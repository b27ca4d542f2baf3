//! Loopback HTTP client for the recursive self-call.

use std::net::SocketAddr;
use std::time::Duration;

use axum::{
    body::Body,
    http::{Method, Request, StatusCode},
};
use hyper_util::{
    client::legacy::{connect::HttpConnector, Client},
    rt::TokioExecutor,
};
use thiserror::Error;

use crate::observability::{TraceContext, TraceError};

#[derive(Debug, Error)]
pub enum CallError {
    #[error("failed to inject trace context: {0}")]
    Inject(#[from] TraceError),

    #[error("failed to build request: {0}")]
    Build(#[from] axum::http::Error),

    #[error("downstream request failed: {0}")]
    Request(#[from] hyper_util::client::legacy::Error),

    #[error("downstream request timed out after {0:?}")]
    Timeout(Duration),
}

/// Issues `GET /?deep=<n>` against a fixed target, usually our own business port.
#[derive(Clone)]
pub struct LoopbackClient {
    client: Client<HttpConnector, Body>,
    target: SocketAddr,
    timeout: Option<Duration>,
}

impl LoopbackClient {
    /// `timeout` of `None` leaves the call unbounded.
    pub fn new(target: SocketAddr, timeout: Option<Duration>) -> Self {
        let client = Client::builder(TokioExecutor::new()).build(HttpConnector::new());
        Self {
            client,
            target,
            timeout,
        }
    }

    pub fn target(&self) -> SocketAddr {
        self.target
    }

    /// Build the outgoing request with trace headers injected.
    pub fn build_request(&self, depth: i64, trace: &TraceContext) -> Result<Request<Body>, CallError> {
        let mut request = Request::builder()
            .method(Method::GET)
            .uri(format!("http://{}/?deep={}", self.target, depth))
            .body(Body::empty())?;
        trace.inject(request.headers_mut())?;
        Ok(request)
    }

    /// Send the request and return the downstream status code.
    pub async fn send(&self, request: Request<Body>) -> Result<StatusCode, CallError> {
        let call = self.client.request(request);
        let response = match self.timeout {
            Some(limit) => tokio::time::timeout(limit, call)
                .await
                .map_err(|_| CallError::Timeout(limit))??,
            None => call.await?,
        };
        Ok(response.status())
    }
}

#[cfg(test)]
mod tests {
    use super::*;

    #[test]
    fn test_build_request() {
        let client = LoopbackClient::new("127.0.0.1:8080".parse().unwrap(), None);
        let trace = TraceContext { trace_id: 10, span_id: 20 };

        let request = client.build_request(3, &trace).unwrap();
        assert_eq!(request.method(), Method::GET);
        assert_eq!(request.uri().to_string(), "http://127.0.0.1:8080/?deep=3");
        assert_eq!(request.headers()["x-datadog-trace-id"], "10");
        assert_eq!(request.headers()["x-datadog-parent-id"], "20");
    }
}
//! grahovac
//!
//! ```text
//!                 ┌──────────────────────────────────────────────┐
//!                 │                  grahovac                    │
//!   GET /?deep=n  │  ┌────────────┐   GET /?deep=n+1             │
//!  ───────────────┼─▶│  business  │──────────────┐               │
//!                 │  │  listener  │◀─────────────┘ (loopback)    │
//!                 │  └────────────┘                              │
//!   /health       │  ┌────────────┐   ┌─────────┐  ┌──────────┐  │
//!  ───────────────┼─▶│diagnostics │──▶│ metrics │  │  statsd  │──┼──▶ UDP agent
//!   /prom         │  │  listener  │   └─────────┘  └──────────┘  │
//!                 │  └────────────┘                              │
//!                 │        lifecycle: signals / shutdown         │
//!                 └──────────────────────────────────────────────┘
//! ```

use std::path::PathBuf;
use std::sync::Arc;

use clap::Parser;
use tracing::Instrument;

use grahovac::config::{self, AppConfig, ObservabilityConfig};
use grahovac::lifecycle::Coordinator;
use grahovac::observability::{logging, Metrics, StatsdClient};

#[derive(Parser)]
#[command(name = "grahovac", version)]
#[command(about = "Recursive self-calling HTTP service with a diagnostics listener", long_about = None)]
struct Cli {
    /// Optional TOML file with non-port settings.
    #[arg(short, long)]
    config: Option<PathBuf>,
}

#[tokio::main]
async fn main() -> Result<(), Box<dyn std::error::Error>> {
    let cli = Cli::parse();

    let config = match config::load_config(cli.config.as_deref()) {
        Ok(config) => {
            logging::init(&config.observability);
            config
        }
        Err(e) => {
            logging::init(&ObservabilityConfig::default());
            logging::root_span().in_scope(|| tracing::error!(error = %e, "Configuration is invalid"));
            return Err(e.into());
        }
    };

    // Created after `init` so the span is enabled.
    run(config).instrument(logging::root_span()).await
}

async fn run(config: AppConfig) -> Result<(), Box<dyn std::error::Error>> {
    tracing::info!("The application is starting...");

    let statsd = match StatsdClient::connect(&config.statsd.address, config.statsd.namespace.clone()).await {
        Ok(client) => client,
        Err(e) => {
            tracing::error!(error = %e, address = %config.statsd.address, "Couldn't connect to statsd");
            return Err(e.into());
        }
    };

    tracing::info!(
        business_port = config.business.port,
        diagnostics_port = config.diagnostics.port,
        max_depth = config.recursion.max_depth,
        call_timeout_ms = config.recursion.call_timeout_ms,
        shutdown_timeout_secs = config.shutdown.timeout_secs,
        "Configuration is read successfully"
    );

    let coordinator = Coordinator::from_config(&config, Metrics::new(), Arc::new(statsd));
    let reason = coordinator.run().await;

    tracing::info!(reason = %reason, "The application is stopped.");
    Ok(())
}
//! OS signal handling.
//!
//! SIGINT and SIGTERM both request a graceful shutdown.

use std::fmt;

/// Signals that stop the service.
#[derive(Debug, Clone, Copy, PartialEq, Eq)]
pub enum Signal {
    Interrupt,
    Terminate,
}

impl fmt::Display for Signal {
    fn fmt(&self, f: &mut fmt::Formatter<'_>) -> fmt::Result {
        match self {
            Signal::Interrupt => write!(f, "SIGINT"),
            Signal::Terminate => write!(f, "SIGTERM"),
        }
    }
}

/// Wait for the first shutdown signal.
pub async fn wait_for_signal() -> std::io::Result<Signal> {
    #[cfg(unix)]
    let mut terminate = tokio::signal::unix::signal(tokio::signal::unix::SignalKind::terminate())?;

    #[cfg(unix)]
    let terminated = terminate.recv();

    #[cfg(not(unix))]
    let terminated = std::future::pending::<Option<()>>();

    tokio::select! {
        result = tokio::signal::ctrl_c() => {
            result?;
            Ok(Signal::Interrupt)
        }
        _ = terminated => Ok(Signal::Terminate),
    }
}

----------------

* [Task item] Repeat the material above exactly.

* [Answer section]
repository b27ca4d542f2baf3
//! Loopback HTTP client for the recursive self-call.

use std::net::SocketAddr;
use std::time::Duration;

use axum::{
    body::Body,
    http::{Method, Request, StatusCode},
};
use hyper_util::{
    client::legacy::{connect::HttpConnector, Client},
    rt::TokioExecutor,
};
use thiserror::Error;

use crate::observability::{TraceContext, TraceError};

#[derive(Debug, Error)]
pub enum CallError {
    #[error("failed to inject trace context: {0}")]
    Inject(#[from] TraceError),

    #[error("failed to build request: {0}")]
    Build(#[from] axum::http::Error),

    #[error("downstream request failed: {0}")]
    Request(#[from] hyper_util::client::legacy::Error),

    #[error("downstream request timed out after {0:?}")]
    Timeout(Duration),
}

/// Issues `GET /?deep=<n>` against a fixed target, usually our own business port.
#[derive(Clone)]
pub struct LoopbackClient {
    client: Client<HttpConnector, Body>,
    target: SocketAddr,
    timeout: Option<Duration>,
}

impl LoopbackClient {
    /// `timeout` of `None` leaves the call unbounded.
    pub fn new(target: SocketAddr, timeout: Option<Duration>) -> Self {
        let client = Client::builder(TokioExecutor::new()).build(HttpConnector::new());
        Self {
            client,
            target,
            timeout,
        }
    }

    pub fn target(&self) -> SocketAddr {
        self.target
    }

    /// Build the outgoing request with trace headers injected.
    pub fn build_request(&self, depth: i64, trace: &TraceContext) -> Result<Request<Body>, CallError> {
        let mut request = Request::builder()
            .method(Method::GET)
            .uri(format!("http://{}/?deep={}", self.target, depth))
            .body(Body::empty())?;
        trace.inject(request.headers_mut())?;
        Ok(request)
    }

    /// Send the request and return the downstream status code.
    pub async fn send(&self, request: Request<Body>) -> Result<StatusCode, CallError> {
        let call = self.client.request(request);
        let response = match self.timeout {
            Some(limit) => tokio::time::timeout(limit, call)
                .await
                .map_err(|_| CallError::Timeout(limit))??,
            None => call.await?,
        };
        Ok(response.status())
    }
}

#[cfg(test)]
mod tests {
    use super::*;

    #[test]
    fn test_build_request() {
        let client = LoopbackClient::new("127.0.0.1:8080".parse().unwrap(), None);
        let trace = TraceContext { trace_id: 10, span_id: 20 };

        let request = client.build_request(3, &trace).unwrap();
        assert_eq!(request.method(), Method::GET);
        assert_eq!(request.uri().to_string(), "http://127.0.0.1:8080/?deep=3");
        assert_eq!(request.headers()["x-datadog-trace-id"], "10");
        assert_eq!(request.headers()["x-datadog-parent-id"], "20");
    }
}
//! grahovac
//!
//! ```text
//!                 ┌──────────────────────────────────────────────┐
//!                 │                  grahovac                    │
//!   GET /?deep=n  │  ┌────────────┐   GET /?deep=n+1             │
//!  ───────────────┼─▶│  business  │──────────────┐               │
//!                 │  │  listener  │◀─────────────┘ (loopback)    │
//!                 │  └────────────┘                              │
//!   /health       │  ┌────────────┐   ┌─────────┐  ┌──────────┐  │
//!  ───────────────┼─▶│diagnostics │──▶│ metrics │  │  statsd  │──┼──▶ UDP agent
//!   /prom         │  │  listener  │   └─────────┘  └──────────┘  │
//!                 │  └────────────┘                              │
//!                 │        lifecycle: signals / shutdown         │
//!                 └──────────────────────────────────────────────┘
//! ```

use std::path::PathBuf;
use std::sync::Arc;

use clap::Parser;
use tracing::Instrument;

use grahovac::config::{self, AppConfig, ObservabilityConfig};
use grahovac::lifecycle::Coordinator;
use grahovac::observability::{logging, Metrics, StatsdClient};

#[derive(Parser)]
#[command(name = "grahovac", version)]
#[command(about = "Recursive self-calling HTTP service with a diagnostics listener", long_about = None)]
struct Cli {
    /// Optional TOML file with non-port settings.
    #[arg(short, long)]
    config: Option<PathBuf>,
}

#[tokio::main]
async fn main() -> Result<(), Box<dyn std::error::Error>> {
    let cli = Cli::parse();

    let config = match config::load_config(cli.config.as_deref()) {
        Ok(config) => {
            logging::init(&config.observability);
            config
        }
        Err(e) => {
            logging::init(&ObservabilityConfig::default());
            logging::root_span().in_scope(|| tracing::error!(error = %e, "Configuration is invalid"));
            return Err(e.into());
        }
    };

    // Created after `init` so the span is enabled.
    run(config).instrument(logging::root_span()).await
}

async fn run(config: AppConfig) -> Result<(), Box<dyn std::error::Error>> {
    tracing::info!("The application is starting...");

    let statsd = match StatsdClient::connect(&config.statsd.address, config.statsd.namespace.clone()).await {
        Ok(client) => client,
        Err(e) => {
            tracing::error!(error = %e, address = %config.statsd.address, "Couldn't connect to statsd");
            return Err(e.into());
        }
    };

    tracing::info!(
        business_port = config.business.port,
        diagnostics_port = config.diagnostics.port,
        max_depth = config.recursion.max_depth,
        call_timeout_ms = config.recursion.call_timeout_ms,
        shutdown_timeout_secs = config.shutdown.timeout_secs,
        "Configuration is read successfully"
    );

    let coordinator = Coordinator::from_config(&config, Metrics::new(), Arc::new(statsd));
    let reason = coordinator.run().await;

    tracing::info!(reason = %reason, "The application is stopped.");
    Ok(())
}
//! OS signal handling.
//!
//! SIGINT and SIGTERM both request a graceful shutdown.

use std::fmt;

/// Signals that stop the service.
#[derive(Debug, Clone, Copy, PartialEq, Eq)]
pub enum Signal {
    Interrupt,
    Terminate,
}

impl fmt::Display for Signal {
    fn fmt(&self, f: &mut fmt::Formatter<'_>) -> fmt::Result {
        match self {
            Signal::Interrupt => write!(f, "SIGINT"),
            Signal::Terminate => write!(f, "SIGTERM"),
        }
    }
}

/// Wait for the first shutdown signal.
pub async fn wait_for_signal() -> std::io::Result<Signal> {
    #[cfg(unix)]
    let mut terminate = tokio::signal::unix::signal(tokio::signal::unix::SignalKind::terminate())?;

    #[cfg(unix)]
    let terminated = terminate.recv();

    #[cfg(not(unix))]
    let terminated = std::future::pending::<Option<()>>();

    tokio::select! {
        result = tokio::signal::ctrl_c() => {
            result?;
            Ok(Signal::Interrupt)
        }
        _ = terminated => Ok(Signal::Terminate),
    }
}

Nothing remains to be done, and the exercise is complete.